### Directions for this task
In the data below, the answer is the run of lines from the line containing "let tmp = self.temp_path(key);" through the line containing "#[derive(Default)]", both included; print it exactly and nothing else.

Supplied material section start

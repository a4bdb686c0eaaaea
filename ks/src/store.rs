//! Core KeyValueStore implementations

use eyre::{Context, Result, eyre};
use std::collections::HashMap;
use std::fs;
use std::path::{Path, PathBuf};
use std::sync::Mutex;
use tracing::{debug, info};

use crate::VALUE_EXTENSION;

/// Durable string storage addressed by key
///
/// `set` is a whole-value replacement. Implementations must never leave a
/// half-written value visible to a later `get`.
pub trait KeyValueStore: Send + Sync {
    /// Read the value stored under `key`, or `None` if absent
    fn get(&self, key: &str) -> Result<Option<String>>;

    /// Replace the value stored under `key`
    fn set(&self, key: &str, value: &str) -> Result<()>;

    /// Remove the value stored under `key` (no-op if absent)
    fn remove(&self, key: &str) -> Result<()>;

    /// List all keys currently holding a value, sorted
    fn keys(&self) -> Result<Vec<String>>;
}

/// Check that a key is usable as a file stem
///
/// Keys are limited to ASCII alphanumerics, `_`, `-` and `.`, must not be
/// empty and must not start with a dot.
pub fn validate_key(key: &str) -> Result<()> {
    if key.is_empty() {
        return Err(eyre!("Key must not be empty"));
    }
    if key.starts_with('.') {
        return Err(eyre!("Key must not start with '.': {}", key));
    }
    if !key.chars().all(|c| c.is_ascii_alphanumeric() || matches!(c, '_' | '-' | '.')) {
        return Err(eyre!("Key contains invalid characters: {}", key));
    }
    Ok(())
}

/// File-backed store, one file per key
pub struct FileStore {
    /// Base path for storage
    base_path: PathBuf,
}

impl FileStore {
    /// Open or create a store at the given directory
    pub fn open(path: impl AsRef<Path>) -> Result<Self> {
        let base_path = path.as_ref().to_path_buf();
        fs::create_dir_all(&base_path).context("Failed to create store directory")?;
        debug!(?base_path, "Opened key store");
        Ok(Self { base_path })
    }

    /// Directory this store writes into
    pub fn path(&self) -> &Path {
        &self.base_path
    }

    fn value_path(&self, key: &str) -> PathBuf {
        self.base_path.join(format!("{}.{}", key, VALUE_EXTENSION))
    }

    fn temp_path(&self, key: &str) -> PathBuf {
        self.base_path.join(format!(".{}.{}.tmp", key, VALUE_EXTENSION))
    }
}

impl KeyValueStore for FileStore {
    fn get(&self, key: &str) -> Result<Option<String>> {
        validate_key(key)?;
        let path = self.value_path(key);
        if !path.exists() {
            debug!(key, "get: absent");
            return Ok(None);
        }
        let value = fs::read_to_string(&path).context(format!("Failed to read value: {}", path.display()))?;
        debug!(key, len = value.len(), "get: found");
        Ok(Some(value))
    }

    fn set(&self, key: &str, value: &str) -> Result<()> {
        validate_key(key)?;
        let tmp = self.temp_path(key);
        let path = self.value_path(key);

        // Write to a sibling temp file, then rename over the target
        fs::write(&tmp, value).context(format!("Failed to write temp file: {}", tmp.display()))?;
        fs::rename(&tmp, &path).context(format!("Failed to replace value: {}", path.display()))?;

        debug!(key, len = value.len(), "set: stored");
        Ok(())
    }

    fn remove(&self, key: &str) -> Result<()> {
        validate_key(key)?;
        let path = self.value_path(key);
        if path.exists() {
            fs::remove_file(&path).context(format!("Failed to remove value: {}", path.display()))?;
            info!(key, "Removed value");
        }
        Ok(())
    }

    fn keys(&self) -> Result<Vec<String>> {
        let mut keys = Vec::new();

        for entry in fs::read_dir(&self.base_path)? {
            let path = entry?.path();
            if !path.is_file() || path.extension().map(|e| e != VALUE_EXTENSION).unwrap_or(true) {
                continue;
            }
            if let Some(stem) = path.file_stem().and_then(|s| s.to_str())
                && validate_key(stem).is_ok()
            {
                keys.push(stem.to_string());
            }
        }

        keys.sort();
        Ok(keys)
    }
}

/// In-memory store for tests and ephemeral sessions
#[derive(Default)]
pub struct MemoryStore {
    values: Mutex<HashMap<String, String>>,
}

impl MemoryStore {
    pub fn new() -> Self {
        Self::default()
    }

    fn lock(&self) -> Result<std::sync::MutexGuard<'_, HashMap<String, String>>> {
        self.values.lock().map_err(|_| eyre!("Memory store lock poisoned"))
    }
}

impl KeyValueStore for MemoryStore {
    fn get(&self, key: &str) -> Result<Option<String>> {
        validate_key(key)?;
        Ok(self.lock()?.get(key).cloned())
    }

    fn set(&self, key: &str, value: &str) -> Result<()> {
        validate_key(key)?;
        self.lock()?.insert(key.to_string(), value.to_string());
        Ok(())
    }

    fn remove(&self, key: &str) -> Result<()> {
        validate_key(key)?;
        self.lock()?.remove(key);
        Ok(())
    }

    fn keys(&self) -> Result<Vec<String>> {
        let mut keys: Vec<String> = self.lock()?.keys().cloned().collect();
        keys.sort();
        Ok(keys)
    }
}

Supplied material section end

### Reply to the exercise
        let tmp = self.temp_path(key);
        let path = self.value_path(key);

        // Write to a sibling temp file, then rename over the target
        fs::write(&tmp, value).context(format!("Failed to write temp file: {}", tmp.display()))?;
        fs::rename(&tmp, &path).context(format!("Failed to replace value: {}", path.display()))?;

        debug!(key, len = value.len(), "set: stored");
        Ok(())
    }

    fn remove(&self, key: &str) -> Result<()> {
        validate_key(key)?;
        let path = self.value_path(key);
        if path.exists() {
            fs::remove_file(&path).context(format!("Failed to remove value: {}", path.display()))?;
            info!(key, "Removed value");
        }
        Ok(())
    }

    fn keys(&self) -> Result<Vec<String>> {
        let mut keys = Vec::new();

        for entry in fs::read_dir(&self.base_path)? {
            let path = entry?.path();
            if !path.is_file() || path.extension().map(|e| e != VALUE_EXTENSION).unwrap_or(true) {
                continue;
            }
            if let Some(stem) = path.file_stem().and_then(|s| s.to_str())
                && validate_key(stem).is_ok()
            {
                keys.push(stem.to_string());
            }
        }

        keys.sort();
        Ok(keys)
    }
}

/// In-memory store for tests and ephemeral sessions
#[derive(Default)]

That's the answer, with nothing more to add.